The boy spoke to another of the officers, a doctor, who listened and asked, “Why are you so worried about the grave if she’s not your real mother?”
“Spirit of my mother in grave too, sah. And spirit of my father. And spirit of my grandfather. All in same grave. Have no other grave.”
“I don’t understand. It’s a good move to that hill. Get rid of this stinking dust.”
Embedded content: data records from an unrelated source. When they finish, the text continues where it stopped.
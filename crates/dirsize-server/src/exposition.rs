//! Prometheus text exposition format renderer.

use std::fmt::Write;

/// Content type served alongside rendered metrics.
pub const CONTENT_TYPE: &str = "text/plain; version=0.0.4; charset=utf-8";

/// One gauge family with a single label dimension.
#[derive(Debug, Clone, PartialEq)]
pub struct GaugeFamily {
    pub name: String,
    pub help: &'static str,
    pub label: &'static str,
    pub samples: Vec<(String, f64)>,
}

/// Render gauge families in Prometheus text exposition format.
///
/// HELP and TYPE are emitted for every family, even one without samples,
/// so scrapers see a stable set of metric names.
pub fn render_gauges(families: &[GaugeFamily]) -> String {
    let mut output = String::new();

    for family in families {
        let _ = writeln!(output, "# HELP {} {}", family.name, escape_help(family.help));
        let _ = writeln!(output, "# TYPE {} gauge", family.name);
        for (label_value, value) in &family.samples {
            let _ = writeln!(
                output,
                "{}{{{}=\"{}\"}} {}",
                family.name,
                family.label,
                escape_label_value(label_value),
                format_value(*value)
            );
        }
    }

    output
}

/// Escape label values per the exposition format.
fn escape_label_value(s: &str) -> String {
    s.replace('\\', "\\\\").replace('"', "\\\"").replace('\n', "\\n")
}

fn escape_help(s: &str) -> String {
    s.replace('\\', "\\\\").replace('\n', "\\n")
}

fn format_value(v: f64) -> String {
    if v.is_nan() {
        "NaN".to_string()
    } else if v.is_infinite() {
        if v.is_sign_positive() { "+Inf" } else { "-Inf" }.to_string()
    } else if v.fract() == 0.0 && v.abs() < 1e15 {
        format!("{v:.0}")
    } else {
        format!("{v}")
    }
}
Two days before the spring plowing the old man and the boy and the carpenter brought the cart to the shoulder of the hill, the old man and the carpenter on the shafts and the boy pushing from behind. They opened the grave. The old man would not let the boy look into the grave as he and the carpenter removed the coffin and loaded it on the cart and covered it with canvas. They brought the cart to the slope on the other side of the hill and with the boy looking away buried the old woman again in the new grave they had earlier dug. Then they returned to the village and that night after supper the old man went to the town with the carpenter and the boy slept in the courtyard on the cart and did not waken when the old man returned.
One of the boys about his age who worked for the officers vanished. They had become friends and he asked around for him but no one seemed to know anything.
A second boy returned after a week away, his face purple with bruises, but he would not respond to questions about his absence.